Oleh Martin Graham
Di usianya yang baru 15 tahun 302 hari, Max Dowman menambahkan namanya ke milik Arsenal sejarah sekali lagi — kali ini sebagai pemain termuda yang memulai pertandingan kompetitif untuk klub. Pemain sayap remaja itu tampil menonjol dalam kemenangan atas Piala EFL Arsenal Brightonmenunjukkan ketenangan dan kepercayaan diri melebihi usianya.
Dowman telah menarik perhatian awal musim ini ketika ia menjadi pemain termuda kedua yang tampil untuk Arsenal, dan pemain termuda kedua dalam sejarah Liga Premier, saat kemenangan 5-0 atas Leeds United pada bulan Agustus. Pertumbuhan pesatnya diikuti oleh klub, di mana antusiasme terhadap potensinya telah terbangun sejak ia bergabung dengan pelatihan tim utama pada usia 14 tahun.
Mikel Arteta, yang membuat sepuluh perubahan pada starting lineup untuk pertandingan Brighton, menaruh kepercayaannya pada tim muda yang mencakup empat remaja. Diantaranya adalah Dowman dan Andre Harriman-Annouskeduanya menjalani start penuh pertama mereka di kompetisi senior.
Kepercayaan diri yang tenang dan bakat alami
Arteta menggambarkan reaksi Dowman terhadap pemilihannya sebagai sesuatu yang bersahaja tetapi merupakan ciri dari kepribadian tenang anak muda itu. “Senyuman kecil, itulah yang Anda dapatkan dari dia,” kata manajer Arsenal itu. “Baginya, semuanya terasa alami. Dia hanya keluar dan bermain dengan keberanian dan tekad.”
Ketenangan itu diterjemahkan ke dalam lapangan. Dowman terkesan dengan dribbling dan kreativitasnya, menyelesaikan lebih banyak take-on, memenangkan lebih banyak pelanggaran, dan berhasil dalam lebih banyak duel dibandingkan pemain lain dalam permainan tersebut. Satu pukulan memukau melewati pemain Brighton Diego Gomez mendapat sorakan dari penonton Emirates dan menggarisbawahi mengapa staf Arsenal memandangnya sebagai talenta istimewa.
Arteta mengatakan kesempatan untuk memberikan debut kepada pemain seperti Dowman dan Harriman-Annous sangat bermanfaat. “Memberi seseorang kesempatan untuk mewujudkan impiannya adalah hal yang unik,” katanya. “Saya senang hal ini terjadi dalam pertandingan di mana kami juga mendapatkan hasil yang kami inginkan.”

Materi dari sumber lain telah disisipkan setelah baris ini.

//! Error types for storage operations.

use std::io;
use std::path::PathBuf;
use thiserror::Error;

/// Result type for storage operations.
pub type StorageResult<T> = Result<T, StorageError>;

/// Errors that can occur during storage operations.
#[derive(Debug, Error)]
pub enum StorageError {
    /// An I/O error occurred.
    #[error("I/O error: {0}")]
    Io(#[from] io::Error),

    /// Attempted to read beyond the end of storage.
    #[error("read beyond end of storage: offset {offset}, len {len}, size {size}")]
    ReadPastEnd {
        /// The requested read offset.
        offset: u64,
        /// The requested read length.
        len: usize,
        /// The current storage size.
        size: u64,
    },

    /// No file exists at the path.
    #[error("file not found: {}", path.display())]
    NotFound {
        /// The missing path.
        path: PathBuf,
    },

    /// A file already exists where a new one was to be created.
    #[error("file already exists: {}", path.display())]
    AlreadyExists {
        /// The existing path.
        path: PathBuf,
    },

    /// A write was attempted through a read-only handle.
    #[error("storage handle is read-only")]
    ReadOnly,
}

Kelola langkah selanjutnya dengan hati-hati
Kemajuan Dowman bisa segera membawanya ke kancah Eropa. Jika ia tampil di Liga Champions sebelum ulang tahunnya yang ke-16 akhir tahun ini, ia akan menjadi pemain termuda yang pernah tampil di kompetisi tersebut. Namun Arteta menekankan pentingnya mengelola ekspektasi.
“Ada banyak hal yang terjadi padanya saat ini,” kata sang manajer. “Dia yakin dia siap untuk segalanya – dan itu bagus – tapi kita harus memastikan dia mengambil langkah yang tepat. Segalanya berjalan cepat, dan tugas kita adalah membantunya menanganinya dengan benar.”
Bos Arsenal itu menambahkan, pihak klub akan terus mendukung perkembangan remaja tersebut baik di dalam maupun di luar lapangan. “Kami ingin dia terus berkembang dengan cara yang benar tetapi juga tetap terlindungi,” jelas Arteta.
Malam yang patut dikenang oleh akademi Arsenal
Bukan hanya Dowman yang bersinar di malam yang mengesankan bagi akademi klub. Harriman-Annousberusia 17 tahun, memainkan peran penting dalam gol kedua Arsenal, saat berusia 19 tahun Myles Lewis-Skelly dan 17 tahun Ethan Nwaneri — keduanya lulusan sistem Hale End — berpadu indah sebagai pembuka.
Arteta memuji kontribusi kelompok muda tersebut, menyoroti bagaimana penampilan mereka mencerminkan investasi jangka panjang klub dalam pengembangan pemain muda. “Saya sangat senang dengan mereka semua – Max, Andre, Myles, Ethan – dan melihat Bukayo [Saka] Skor juga menjadikannya lebih istimewa, “katanya. “Dua pemain akademi mencetak gol dan yang lainnya berkontribusi untuk membawa kami ke perempat final – itu adalah malam yang sangat emosional.”